Hey all,
I haven't managed to solve this issue yet.
To simplify things, I'm looking to restart one OSD which crashes shortly
after starting.
As mentioned before I've ruled out this being related to hardware.
Not a dev but looking at the log my error occurs at this
<https://github.com/ceph/ceph/blob/quincy/src/os/bluestore/BlueFS.cc#L1419>
point
in the code. (
https://github.com/ceph/ceph/blob/quincy/src/os/bluestore/BlueFS.cc#L1419)
Any suggestions on a way forward would be greatly appreciated.
Tried the *ceph-bluestore-tool* to repair / fsck / etc. but all fail with
the BlueFS reply error.
If I could use the *ceph-objectstore-tool* to export the shard of the PG
that's down I'd try that but it also fails with the same BlueFS replay
error.
I've added the output of the osd journalctl and the osd log below in case
it's helpful to identify anything obvious.
Set debug bluefs = 20 , saw this in another post.
https://pastebin.com/3PkCabdf
https://pastebin.com/BT9bnhSb
Kind regards
Geoffrey Rhodes
On Wed, 25 Jan 2023 at 12:44, Geoffrey Rhodes <geoffrey(a)rhodes.org.za>
wrote:
Good day all,
I've an issue with a few OSDs (in two different nodes) that attempt to
start but fail / crash quite quickly. They are all LVM disks.
I've tried upgrading software, health checks on the hardware (nodes and
disks) and there doesn't seem to be any issues there.
Recently I've had a few "other" disks physically fail in the cluster and
now have one PG down which is blocking some IO on CephFS.
I've added the output of the osd journalctl and the osd log below in case
it's helpful to identify anything obvious.
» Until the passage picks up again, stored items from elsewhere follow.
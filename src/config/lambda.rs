#[cfg(feature = "lambda")]
use crate::adapters::TrektellenSettings;
#[cfg(feature = "lambda")]
use crate::config::{optional_env, required_env};
#[cfg(feature = "lambda")]
use crate::core::checks::{parse_datetime_bound, CheckParameters, FocusPeriod};
#[cfg(feature = "lambda")]
use crate::core::normalize::{parse_sessions, CountSession};
#[cfg(feature = "lambda")]
use crate::core::{ConfigProvider, Storage};
#[cfg(feature = "lambda")]
use crate::domain::model::RunSelection;
#[cfg(feature = "lambda")]
use crate::utils::error::{CheckError, Result};
#[cfg(feature = "lambda")]
use aws_sdk_s3::operation::head_object::HeadObjectError;
#[cfg(feature = "lambda")]
use aws_sdk_s3::Client as S3Client;
#[cfg(feature = "lambda")]
use chrono::{NaiveDate, NaiveDateTime};

#[cfg(feature = "lambda")]
#[derive(Debug, Clone)]
pub struct LambdaConfig {
    pub date: NaiveDate,
    pub season_start: NaiveDateTime,
    pub season_end: NaiveDateTime,
    pub focus_period: FocusPeriod,
    pub window_minutes: i64,
    pub sessions: Vec<CountSession>,
    pub trektellen: TrektellenSettings,
    pub s3_bucket: String,
    pub s3_prefix: String,
    pub s3_region: String,
}

#[cfg(feature = "lambda")]
impl LambdaConfig {
    /// Reads the environment; `date` comes from the triggering request.
    pub fn from_env(date: NaiveDate) -> Result<Self> {
        let window_minutes = match optional_env("TIME_WINDOW_MINUTES") {
            Some(value) => value.trim().parse().map_err(|_| CheckError::InvalidConfigValueError {
                field: "TIME_WINDOW_MINUTES".to_string(),
                value,
                reason: "expected a whole number of minutes".to_string(),
            })?,
            None => 10,
        };

        Ok(Self {
            date,
            season_start: parse_datetime_bound(
                "CURRENT_SEASON_START",
                &required_env("CURRENT_SEASON_START")?,
            )?,
            season_end: parse_datetime_bound(
                "CURRENT_SEASON_END",
                &required_env("CURRENT_SEASON_END")?,
            )?,
            focus_period: FocusPeriod::parse(
                &required_env("HB_FOCUS_START")?,
                &required_env("HB_FOCUS_END")?,
            )?,
            window_minutes,
            sessions: match optional_env("COUNT_SESSIONS") {
                Some(value) => parse_sessions(&value)?,
                None => Vec::new(),
            },
            trektellen: TrektellenSettings::from_env()?,
            s3_bucket: required_env("S3_BUCKET")?,
            s3_prefix: optional_env("S3_PREFIX").unwrap_or_else(|| "raptor-check".to_string()),
            s3_region: optional_env("S3_REGION").unwrap_or_else(|| "eu-central-1".to_string()),
        })
    }
}

#[cfg(feature = "lambda")]
impl ConfigProvider for LambdaConfig {
    fn output_path(&self) -> &str {
        &self.s3_prefix
    }

    fn selection(&self) -> RunSelection {
        RunSelection::Day(self.date)
    }

    fn check_parameters(&self) -> Result<CheckParameters> {
        Ok(CheckParameters::new(self.window_minutes, self.focus_period))
    }

    fn catalog_file(&self) -> Option<&str> {
        None
    }

    fn count_sessions(&self) -> &[CountSession] {
        &self.sessions
    }
}

#[cfg(feature = "lambda")]
impl crate::utils::validation::Validate for LambdaConfig {
    fn validate(&self) -> Result<()> {
        use crate::utils::validation::*;

        validate_s3_bucket_name("s3_bucket", &self.s3_bucket)?;
        validate_non_empty_string("s3_prefix", &self.s3_prefix)?;
        validate_aws_region("s3_region", &self.s3_region)?;
        validate_range("window_minutes", self.window_minutes, 0, 24 * 60)?;
        validate_date_order("season", self.season_start, self.season_end)?;
        validate_date_order("focus", self.focus_period.start, self.focus_period.end)?;
        self.trektellen.validate()?;

        tracing::info!("Lambda configuration validation passed");
        Ok(())
    }
}

#[cfg(feature = "lambda")]
fn validate_s3_bucket_name(field_name: &str, bucket_name: &str) -> Result<()> {
    let invalid = |reason: &str| CheckError::InvalidConfigValueError {
        field: field_name.to_string(),
        value: bucket_name.to_string(),
        reason: reason.to_string(),
    };

    if bucket_name.len() < 3 || bucket_name.len() > 63 {
        return Err(invalid("S3 bucket name must be between 3 and 63 characters"));
    }
    if !bucket_name
        .chars()
        .all(|c| c.is_ascii_lowercase() || c.is_ascii_digit() || c == '-' || c == '.')
    {
        return Err(invalid(
            "S3 bucket name can only contain lowercase letters, numbers, hyphens, and dots",
        ));
    }
    if bucket_name.starts_with('-') || bucket_name.ends_with('-') {
        return Err(invalid("S3 bucket name cannot start or end with a hyphen"));
    }
    Ok(())
}

#[cfg(feature = "lambda")]
fn validate_aws_region(field_name: &str, region: &str) -> Result<()> {
    crate::utils::validation::validate_non_empty_string(field_name, region)?;

    if !region
        .chars()
        .all(|c| c.is_ascii_lowercase() || c.is_ascii_digit() || c == '-')
    {
        return Err(CheckError::InvalidConfigValueError {
            field: field_name.to_string(),
            value: region.to_string(),
            reason: "AWS region can only contain lowercase letters, numbers, and hyphens"
                .to_string(),
        });
    }
    Ok(())
}

/// Objects live under `{prefix}/{path}` in one bucket.
#[cfg(feature = "lambda")]
#[derive(Debug, Clone)]
pub struct S3Storage {
    client: S3Client,
    bucket: String,
    prefix: String,
}

#[cfg(feature = "lambda")]
impl S3Storage {
    pub fn new(client: S3Client, bucket: String, prefix: String) -> Self {
        Self {
            client,
            bucket,
            prefix,
        }
    }

    fn key(&self, path: &str) -> String {
        match self.prefix.trim_matches('/') {
            "" => path.to_string(),
            prefix => format!("{}/{}", prefix, path),
        }
    }
}

#[cfg(feature = "lambda")]
impl Storage for S3Storage {
    async fn read_file(&self, path: &str) -> Result<Vec<u8>> {
        let resp = self
            .client
            .get_object()
            .bucket(&self.bucket)
            .key(self.key(path))
            .send()
            .await
            .map_err(|e| CheckError::StorageError {
                message: format!("Failed to read s3://{}/{}: {}", self.bucket, self.key(path), e),
            })?;

        let data = resp
            .body
            .collect()
            .await
            .map_err(|e| CheckError::StorageError {
                message: format!("Failed to collect S3 data: {}", e),
            })?;

        Ok(data.into_bytes().to_vec())
    }

    async fn write_file(&self, path: &str, data: &[u8]) -> Result<()> {
        let key = self.key(path);
        self.client
            .put_object()
            .bucket(&self.bucket)
            .key(&key)
            .body(data.to_vec().into())
            .send()
            .await
            .map_err(|e| CheckError::StorageError {
                message: format!("Failed to write s3://{}/{}: {}", self.bucket, key, e),
            })?;
        tracing::debug!("Uploaded s3://{}/{} ({} bytes)", self.bucket, key, data.len());
        Ok(())
    }

    async fn exists(&self, path: &str) -> Result<bool> {
        let key = self.key(path);
        match self
            .client
            .head_object()
            .bucket(&self.bucket)
            .key(&key)
            .send()
            .await
        {
            Ok(_) => Ok(true),
            Err(err) => match err.into_service_error() {
                HeadObjectError::NotFound(_) => Ok(false),
                other => Err(CheckError::StorageError {
                    message: format!("Failed to look up s3://{}/{}: {}", self.bucket, key, other),
                }),
            },
        }
    }
}

#[cfg(all(test, feature = "lambda"))]
mod tests {
    use super::*;

    #[test]
    fn test_bucket_name_rules() {
        assert!(validate_s3_bucket_name("s3_bucket", "brc-counts").is_ok());
        assert!(validate_s3_bucket_name("s3_bucket", "BRC").is_err());
        assert!(validate_s3_bucket_name("s3_bucket", "-brc").is_err());
        assert!(validate_aws_region("s3_region", "eu-central-1").is_ok());
        assert!(validate_aws_region("s3_region", "EU Central").is_err());
    }
}
use super::FocusPeriod;
use crate::domain::model::{DistanceZone, Observation, Station};

/// The only species expected to show dark and light morphs.
const MORPH_SPECIES: &str = "BootedE";
const MORPH_CODES: [&str; 2] = ["D", "L"];

const AGED_COMPOSITES: [&str; 4] = ["HB_JUV", "HB_NONJUV", "BK_JUV", "BK_NONJUV"];

/// Zones too far out to age honey buzzards and black kites reliably.
const AGEING_OUT_OF_RANGE: [DistanceZone; 5] = [
    DistanceZone::W3,
    DistanceZone::W2,
    DistanceZone::E2,
    DistanceZone::E3,
    DistanceZone::BeyondE3,
];

fn matching(records: &[Observation], predicate: impl Fn(&Observation) -> bool) -> Vec<usize> {
    records
        .iter()
        .enumerate()
        .filter(|(_, record)| predicate(record))
        .map(|(index, _)| index)
        .collect()
}

/// A kill/injury marker on a record of more than one bird.
pub fn excess_kill(records: &[Observation]) -> Vec<usize> {
    matching(records, |r| r.migtype.is_some() && r.count.is_some_and(|c| c > 1))
}

pub fn incomplete(records: &[Observation]) -> Vec<usize> {
    matching(records, |r| {
        r.datetime.is_none()
            || r.station.is_none()
            || r.species.is_none()
            || r.count.is_none()
            || r.location.is_none()
    })
}

pub fn out_of_range(records: &[Observation]) -> Vec<usize> {
    matching(records, |r| r.location == Some(DistanceZone::BeyondE3))
}

pub fn nonstandard_morph(records: &[Observation]) -> Vec<usize> {
    matching(records, |r| {
        !r.species_is(MORPH_SPECIES)
            && r
                .plumage
                .as_deref()
                .is_some_and(|p| MORPH_CODES.contains(&p))
    })
}

pub fn missing_timestamp(records: &[Observation]) -> Vec<usize> {
    matching(records, Observation::has_midnight_timestamp)
}

/// Station 2 honey buzzard totals in the focus period are expected to be
/// single counts.
pub fn singlecount_missing(records: &[Observation], focus: &FocusPeriod) -> Vec<usize> {
    matching(records, |r| {
        r.species_is("HB")
            && !r.is_single_count()
            && r.datetime.is_some_and(|dt| focus.contains(dt))
            && r.station == Some(Station::Shuamta)
    })
}

pub fn ageing_distance(records: &[Observation]) -> Vec<usize> {
    matching(records, |r| {
        r.species_in(&AGED_COMPOSITES) && r.zone_in(&AGEING_OUT_OF_RANGE)
    })
}
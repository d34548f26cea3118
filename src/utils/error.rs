use thiserror::Error;

#[derive(Error, Debug)]
pub enum CheckError {
    #[error("Zip operation failed: {0}")]
    ZipError(#[from] zip::result::ZipError),

    #[error("HTTP request failed: {0}")]
    ApiError(#[from] reqwest::Error),

    #[error("CSV processing error: {0}")]
    CsvError(#[from] csv::Error),

    #[error("IO error: {0}")]
    IoError(#[from] std::io::Error),

    #[error("Serialization error: {0}")]
    SerializationError(#[from] serde_json::Error),

    #[error("Date/time parsing error: {0}")]
    DateTimeError(#[from] chrono::ParseError),

    #[error("Configuration error: {message}")]
    ConfigError { message: String },

    #[error("Missing configuration value: {field}")]
    MissingConfigError { field: String },

    #[error("Invalid value '{value}' for {field}: {reason}")]
    InvalidConfigValueError {
        field: String,
        value: String,
        reason: String,
    },

    #[error("Configuration validation failed for {field}: {message}")]
    ConfigValidationError { field: String, message: String },

    #[error("Required column '{column}' is missing from the input table")]
    MissingColumnError { column: String },

    #[error("Row {row}: cannot parse {field} value '{value}'")]
    ParseError {
        row: usize,
        field: String,
        value: String,
    },

    #[error("Row {row}: species '{species}' is not in the expectation catalog")]
    UnknownSpeciesError { row: usize, species: String },

    #[error("Trektellen login failed: {message}")]
    AuthenticationError { message: String },

    #[error("Source data unavailable: {message}")]
    SourceUnavailableError { message: String },

    #[error("Storage error: {message}")]
    StorageError { message: String },
}

#[derive(Debug, Clone, Copy, PartialEq, Eq)]
pub enum ErrorCategory {
    Network,
    Data,
    Configuration,
    Storage,
    System,
}

#[derive(Debug, Clone, Copy, PartialEq, Eq, PartialOrd, Ord)]
pub enum ErrorSeverity {
    Low,
    Medium,
    High,
    Critical,
}

impl CheckError {
    pub fn category(&self) -> ErrorCategory {
        match self {
            CheckError::ApiError(_)
            | CheckError::AuthenticationError { .. }
            | CheckError::SourceUnavailableError { .. } => ErrorCategory::Network,
            CheckError::CsvError(_)
            | CheckError::SerializationError(_)
            | CheckError::DateTimeError(_)
            | CheckError::MissingColumnError { .. }
            | CheckError::ParseError { .. }
            | CheckError::UnknownSpeciesError { .. } => ErrorCategory::Data,
            CheckError::ConfigError { .. }
            | CheckError::MissingConfigError { .. }
            | CheckError::InvalidConfigValueError { .. }
            | CheckError::ConfigValidationError { .. } => ErrorCategory::Configuration,
            CheckError::ZipError(_) | CheckError::StorageError { .. } => ErrorCategory::Storage,
            CheckError::IoError(_) => ErrorCategory::System,
        }
    }

    pub fn severity(&self) -> ErrorSeverity {
        match self {
            CheckError::SourceUnavailableError { .. } => ErrorSeverity::Low,
            CheckError::ApiError(_) | CheckError::StorageError { .. } => ErrorSeverity::Medium,
            CheckError::IoError(_) => ErrorSeverity::Critical,
            _ => ErrorSeverity::High,
        }
    }

    pub fn recovery_suggestion(&self) -> &'static str {
        match self.category() {
            ErrorCategory::Network => match self {
                CheckError::AuthenticationError { .. } => {
                    "Check the Trektellen username, password and login URLs"
                }
                CheckError::SourceUnavailableError { .. } => {
                    "Wait until both stations have uploaded their counts, or rerun with --forced"
                }
                _ => "Check network connectivity and retry",
            },
            ErrorCategory::Data => {
                "Inspect the export for missing columns or malformed values and correct them in Trektellen"
            }
            ErrorCategory::Configuration => "Review the configuration file and environment variables",
            ErrorCategory::Storage => "Check that the output location exists and is writable",
            ErrorCategory::System => "Check file permissions and available disk space",
        }
    }

    pub fn user_friendly_message(&self) -> String {
        match self.category() {
            ErrorCategory::Network => format!("Could not talk to the count database: {}", self),
            ErrorCategory::Data => format!("The count data could not be read: {}", self),
            ErrorCategory::Configuration => format!("The configuration is invalid: {}", self),
            ErrorCategory::Storage => format!("The results could not be stored: {}", self),
            ErrorCategory::System => format!("System error: {}", self),
        }
    }
}

pub type Result<T> = std::result::Result<T, CheckError>;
I also set debug bluefs = 20 , saw this in another post.
I recently manually upgraded this node to (17.2.0) before the problem
began, later to (17.2.5). - The other osds in this node start / run fine.
The other node (15.2.17) also has a few osds that will not start and some
that run without issue.
Could anyone point me in the right direction to investigate and solve my
osd issues.
https://pastebin.com/3PkCabdf
https://pastebin.com/BT9bnhSb
Production system mainly used for CephFS
OS: Ubuntu 20.04.5 LTS
Ceph versions: 15.2.17 - Octopus (one OSD node manually upgraded to
17.2.5 - Quincy)
Erasure data pool (K=4, M=2) - The journal's for each osd are co-located
on each drive
Kind regards
Geoffrey Rhodes